[Collected data entries]

###

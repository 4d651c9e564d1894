pub mod mail;
pub mod smtp;
pub mod telegram;

use crate::notify::mail::Letter;
use crate::storage::{load_recipients, SubscriberStore};
use anyhow::Context;
use serde::Serialize;

/// Opens one authenticated mail-server session.
#[async_trait::async_trait]
pub trait Mailer: Send + Sync {
    async fn open_session(&self) -> anyhow::Result<Box<dyn MailSession>>;
}

#[async_trait::async_trait]
pub trait MailSession: Send + Sync {
    async fn send(&self, to: &str, letter: &Letter) -> anyhow::Result<()>;
}

/// Posts flat text to a chat channel. Failures are logged, never returned.
#[async_trait::async_trait]
pub trait ChannelNotifier: Send + Sync {
    async fn notify_channel(&self, text: &str);
}

#[derive(Debug, Clone, Default, PartialEq, Eq, Serialize)]
pub struct BroadcastReport {
    pub recipients: usize,
    pub sent: usize,
    pub failed: Vec<String>,
}

/// Reads every subscriber, deduplicates, and sends `letter` to each over one session.
///
/// A store read failure or a failed session login aborts before anything is sent. A failure
/// for one recipient is logged and skipped. Calling this twice sends everything twice.
pub async fn broadcast(
    mailer: &dyn Mailer,
    store: &dyn SubscriberStore,
    letter: &Letter,
) -> anyhow::Result<BroadcastReport> {
    let recipients = load_recipients(store).await?;
    send_to_all(mailer, letter, &recipients).await
}

pub async fn send_to_all(
    mailer: &dyn Mailer,
    letter: &Letter,
    recipients: &[String],
) -> anyhow::Result<BroadcastReport> {
    let mut report = BroadcastReport {
        recipients: recipients.len(),
        ..Default::default()
    };
    if recipients.is_empty() {
        tracing::info!("no subscribers; nothing to send");
        return Ok(report);
    }

    let session = mailer
        .open_session()
        .await
        .context("failed to open mail session")?;

    for to in recipients {
        match session.send(to, letter).await {
            Ok(()) => {
                report.sent += 1;
                tracing::info!(recipient = %to, "briefing sent");
            }
            Err(err) => {
                let error = format!("{err:#}");
                tracing::warn!(recipient = %to, %error, "briefing send failed; skipping");
                report.failed.push(to.clone());
            }
        }
    }

    tracing::info!(
        recipients = report.recipients,
        sent = report.sent,
        failed = report.failed.len(),
        "broadcast finished"
    );
    Ok(report)
}

/// Single-recipient variant: same letter, its own session, errors returned to the caller.
pub async fn send_single(mailer: &dyn Mailer, letter: &Letter, to: &str) -> anyhow::Result<()> {
    let session = mailer
        .open_session()
        .await
        .context("failed to open mail session")?;
    session
        .send(to, letter)
        .await
        .with_context(|| format!("failed to send briefing to {to}"))
}


#[cfg(test)]
mod tests {
    use super::fakes::FakeMailer;
    use super::*;
    use crate::domain::briefing::Headlines;
    use crate::notify::mail::Edition;
    use crate::storage::fakes::MemoryStore;
    use chrono::NaiveDate;

    fn letter() -> Letter {
        Letter::briefing(
            Edition::Morning,
            NaiveDate::from_ymd_opt(2026, 1, 5).unwrap(),
            "안녕하세요!",
            &Headlines::NoNews,
        )
    }

    #[tokio::test]
    async fn one_bad_recipient_does_not_block_others() {
        let mailer = FakeMailer {
            bad_recipients: vec!["bad@x.com".to_string()],
            ..Default::default()
        };
        let store = MemoryStore::with_emails(&["ok1@x.com", "bad@x.com", "ok2@x.com"]);

        let report = broadcast(&mailer, &store, &letter()).await.unwrap();

        assert_eq!(report.sent, 2);
        assert_eq!(report.failed, vec!["bad@x.com"]);
        assert_eq!(mailer.delivered_to(), vec!["ok1@x.com", "ok2@x.com"]);
        assert_eq!(mailer.session_count(), 1);
    }

    #[tokio::test]
    async fn header_only_sheet_sends_nothing() {
        let mailer = FakeMailer::default();
        let store = MemoryStore::with_emails(&[]);

        let report = broadcast(&mailer, &store, &letter()).await.unwrap();

        assert_eq!(report.sent, 0);
        assert_eq!(report.recipients, 0);
        assert_eq!(mailer.session_count(), 0);
    }

    #[tokio::test]
    async fn repeated_broadcast_reports_same_count_but_sends_twice() {
        let mailer = FakeMailer::default();
        let store = MemoryStore::with_emails(&["a@x.com", "A@x.com", "a@x.com", "b@y.com"]);

        let first = broadcast(&mailer, &store, &letter()).await.unwrap();
        let second = broadcast(&mailer, &store, &letter()).await.unwrap();

        assert_eq!(first.sent, 3);
        assert_eq!(first, second);
        assert_eq!(mailer.delivered_to().len(), 6);
    }

    #[tokio::test]
    async fn login_failure_aborts_before_sending() {
        let mailer = FakeMailer {
            fail_login: true,
            ..Default::default()
        };
        let store = MemoryStore::with_emails(&["a@x.com"]);

        assert!(broadcast(&mailer, &store, &letter()).await.is_err());
        assert!(mailer.delivered_to().is_empty());
    }

    #[tokio::test]
    async fn store_failure_aborts_before_login() {
        let mailer = FakeMailer::default();
        let store = MemoryStore {
            fail_reads: true,
            ..Default::default()
        };

        assert!(broadcast(&mailer, &store, &letter()).await.is_err());
        assert_eq!(mailer.session_count(), 0);
    }

    #[tokio::test]
    async fn single_send_surfaces_errors() {
        let mailer = FakeMailer {
            bad_recipients: vec!["me@x.com".to_string()],
            ..Default::default()
        };
        assert!(send_single(&mailer, &letter(), "me@x.com").await.is_err());
        assert!(send_single(&mailer, &letter(), "you@x.com").await.is_ok());
        assert_eq!(mailer.delivered_to(), vec!["you@x.com"]);
    }
}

###

> _What to do_
When a line of the records includes "crate", that line belongs in the answer.

> _Result for this exercise_
use crate::notify::mail::Letter;
use crate::storage::{load_recipients, SubscriberStore};
    use crate::domain::briefing::Headlines;
    use crate::notify::mail::Edition;
    use crate::storage::fakes::MemoryStore;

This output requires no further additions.